//! Parallel Executor: dispatches a batch's tasks across a bounded worker
//! pool, each task isolated to its epic's worktree. Grounded on
//! `dag_executor.rs`'s `execute_wave` — `Arc<Semaphore>`, `acquire_owned`,
//! one `tokio::spawn` per task, ordered `JoinHandle` collection — but makes
//! the spec's four-point cancellation enumeration explicit rather than a
//! single flag flip.

use std::path::PathBuf;
use std::sync::Arc;
use std::time::{Duration, Instant};

use tokio::sync::Semaphore;
use tokio_util::sync::CancellationToken;
use tracing::{info, instrument, warn};
use uuid::Uuid;

use crate::domain::errors::DomainResult;
use crate::domain::models::{Epic, Session, SessionKind, Task};
use crate::domain::ports::{AgentRuntime, CostRepository, SessionRepository, TaskRepository, TestRepository};
use crate::services::cost_ledger::estimate_cost_cents;
use crate::services::expertise_store::ExpertiseStore;
use crate::services::model_selector::ModelSelector;
use crate::services::worktree_manager::WorktreeManager;

/// Outcome of one task's execution, the unit the Merge Validator and Batch
/// Executor aggregate over.
#[derive(Debug, Clone)]
pub struct ExecutionResult {
    pub task_id: Uuid,
    pub success: bool,
    pub duration: Duration,
    pub error: Option<String>,
    pub cost_cents: i64,
}

pub struct ParallelExecutor {
    task_repo: Arc<dyn TaskRepository>,
    session_repo: Arc<dyn SessionRepository>,
    cost_repo: Arc<dyn CostRepository>,
    test_repo: Arc<dyn TestRepository>,
    worktrees: Arc<WorktreeManager>,
    model_selector: Arc<ModelSelector>,
    expertise: Arc<ExpertiseStore>,
    agent: Arc<dyn AgentRuntime>,
    max_concurrency: usize,
}

impl ParallelExecutor {
    #[allow(clippy::too_many_arguments)]
    pub fn new(
        task_repo: Arc<dyn TaskRepository>,
        session_repo: Arc<dyn SessionRepository>,
        cost_repo: Arc<dyn CostRepository>,
        test_repo: Arc<dyn TestRepository>,
        worktrees: Arc<WorktreeManager>,
        model_selector: Arc<ModelSelector>,
        expertise: Arc<ExpertiseStore>,
        agent: Arc<dyn AgentRuntime>,
        max_concurrency: usize,
    ) -> Self {
        Self {
            task_repo,
            session_repo,
            cost_repo,
            test_repo,
            worktrees,
            model_selector,
            expertise,
            agent,
            max_concurrency,
        }
    }

    /// Run every task in `tasks` (already resolved from a batch's task ids)
    /// under a shared concurrency permit; one session per task. Peers are
    /// never cancelled by a sibling's failure — the batch-level decision of
    /// whether to proceed belongs to the Batch Executor.
    #[instrument(skip(self, tasks, epic, cancel))]
    pub async fn execute_batch(
        &self,
        project_id: Uuid,
        epic: &Epic,
        tasks: Vec<Task>,
        budget_remaining_cents: i64,
        budget_total_cents: i64,
        cancel: CancellationToken,
    ) -> DomainResult<Vec<ExecutionResult>> {
        let semaphore = Arc::new(Semaphore::new(self.max_concurrency.max(1)));
        let mut handles = Vec::with_capacity(tasks.len());

        for task in tasks {
            if cancel.is_cancelled() {
                break;
            }

            // Suspension point (a): semaphore acquire.
            let permit = match semaphore.clone().acquire_owned().await {
                Ok(permit) => permit,
                Err(_) => break,
            };

            if cancel.is_cancelled() {
                drop(permit);
                break;
            }

            let project_id = project_id;
            let epic = epic.clone();
            let task_repo = self.task_repo.clone();
            let session_repo = self.session_repo.clone();
            let cost_repo = self.cost_repo.clone();
            let test_repo = self.test_repo.clone();
            let worktrees = self.worktrees.clone();
            let model_selector = self.model_selector.clone();
            let expertise = self.expertise.clone();
            let agent = self.agent.clone();
            let cancel = cancel.clone();

            let handle = tokio::spawn(async move {
                let _permit = permit;
                run_one_task(
                    project_id,
                    &epic,
                    task,
                    task_repo,
                    session_repo,
                    cost_repo,
                    test_repo,
                    worktrees,
                    model_selector,
                    expertise,
                    agent,
                    budget_remaining_cents,
                    budget_total_cents,
                    cancel,
                )
                .await
            });

            handles.push(handle);
        }

        let mut results = Vec::with_capacity(handles.len());
        for handle in handles {
            match handle.await {
                Ok(result) => results.push(result),
                Err(join_err) => {
                    warn!(error = %join_err, "task worker panicked");
                }
            }
        }
        Ok(results)
    }
}

#[allow(clippy::too_many_arguments)]
async fn run_one_task(
    project_id: Uuid,
    epic: &Epic,
    task: Task,
    task_repo: Arc<dyn TaskRepository>,
    session_repo: Arc<dyn SessionRepository>,
    cost_repo: Arc<dyn CostRepository>,
    test_repo: Arc<dyn TestRepository>,
    worktrees: Arc<WorktreeManager>,
    model_selector: Arc<ModelSelector>,
    expertise: Arc<ExpertiseStore>,
    agent: Arc<dyn AgentRuntime>,
    budget_remaining_cents: i64,
    budget_total_cents: i64,
    cancel: CancellationToken,
) -> ExecutionResult {
    let started = Instant::now();
    let task_id = task.id;

    match run_one_task_inner(
        project_id,
        epic,
        &task,
        task_repo,
        session_repo,
        cost_repo,
        test_repo,
        worktrees,
        model_selector,
        expertise,
        agent,
        budget_remaining_cents,
        budget_total_cents,
        cancel,
    )
    .await
    {
        Ok(cost_cents) => ExecutionResult {
            task_id,
            success: true,
            duration: started.elapsed(),
            error: None,
            cost_cents,
        },
        Err(err) => ExecutionResult {
            task_id,
            success: false,
            duration: started.elapsed(),
            error: Some(err.to_string()),
            cost_cents: 0,
        },
    }
}

#[allow(clippy::too_many_arguments)]
async fn run_one_task_inner(
    project_id: Uuid,
    epic: &Epic,
    task: &Task,
    task_repo: Arc<dyn TaskRepository>,
    session_repo: Arc<dyn SessionRepository>,
    cost_repo: Arc<dyn CostRepository>,
    test_repo: Arc<dyn TestRepository>,
    worktrees: Arc<WorktreeManager>,
    model_selector: Arc<ModelSelector>,
    expertise: Arc<ExpertiseStore>,
    agent: Arc<dyn AgentRuntime>,
    budget_remaining_cents: i64,
    budget_total_cents: i64,
    cancel: CancellationToken,
) -> DomainResult<i64> {
    if cancel.is_cancelled() {
        return Err(crate::domain::errors::DomainError::ValidationFailed(
            "cancelled before dispatch".to_string(),
        ));
    }

    let worktree = worktrees.create(project_id, epic.id, &epic.name).await?;
    let worktree_path = PathBuf::from(&worktree.path);

    let selection = model_selector
        .recommend(task, budget_remaining_cents, budget_total_cents)
        .await;

    let sequence = session_repo.next_sequence(project_id).await?;
    let mut session = Session::new(project_id, sequence, SessionKind::Coding, selection.tier.as_str());
    session_repo.create(&session).await?;
    session.start();
    session_repo.update(&session).await?;

    // Suspension point (b)/(c): agent callable observes cancellation itself.
    if cancel.is_cancelled() {
        session.interrupt("cancelled before agent dispatch".to_string());
        session_repo.update(&session).await?;
        return Err(crate::domain::errors::DomainError::ValidationFailed(
            "cancelled before agent dispatch".to_string(),
        ));
    }

    let prompt_context = expertise.get(project_id, task).await?;

    let outcome = agent
        .run(
            worktree_path,
            task.id,
            task.combined_text(),
            prompt_context,
            selection.tier,
            cancel.clone(),
        )
        .await;

    // Suspension point (d): after the agent returns, before recording state.
    let outcome = outcome?;

    session.heartbeat();
    let estimated = estimate_cost_cents(selection.tier, outcome.input_tokens, outcome.output_tokens);
    let cost_cents = if outcome.cost_cents > 0 { outcome.cost_cents } else { estimated };

    let cost = crate::domain::models::AgentCost::new(
        project_id,
        Some(session.id),
        Some(task.id),
        selection.tier.as_str(),
        outcome.input_tokens,
        outcome.output_tokens,
        cost_cents,
    );
    cost_repo.record(&cost).await?;

    expertise
        .observe(project_id, task, &outcome.touched_files, &outcome.tool_log, outcome.success)
        .await?;

    // The agent callable is a black box (no per-test granularity crosses
    // that boundary), so every test attached to this task inherits the
    // task-level outcome rather than an individually observed result.
    for test in test_repo.list_for_task(task.id).await? {
        test_repo
            .record_result(test.id, outcome.success, serde_json::json!({ "session_id": session.id, "summary": &outcome.summary }))
            .await?;
    }

    if outcome.success {
        let mut updated_task = task.clone();
        updated_task.mark_done();
        task_repo.update(&updated_task).await?;
        session.complete();
        session_repo.update(&session).await?;
        info!(task_id = %task.id, cost_cents, "task completed");
        Ok(cost_cents)
    } else {
        session.fail(outcome.summary.clone());
        session_repo.update(&session).await?;
        Err(crate::domain::errors::DomainError::AgentFailed {
            task_id: task.id,
            message: outcome.summary,
        })
    }
}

------

- Required work: Lines from the top of the entries through the line with "collection — but makes" are to be transcribed exactly, and nothing more.

- Solution for this task:
//! Parallel Executor: dispatches a batch's tasks across a bounded worker
//! pool, each task isolated to its epic's worktree. Grounded on
//! `dag_executor.rs`'s `execute_wave` — `Arc<Semaphore>`, `acquire_owned`,
//! one `tokio::spawn` per task, ordered `JoinHandle` collection — but makes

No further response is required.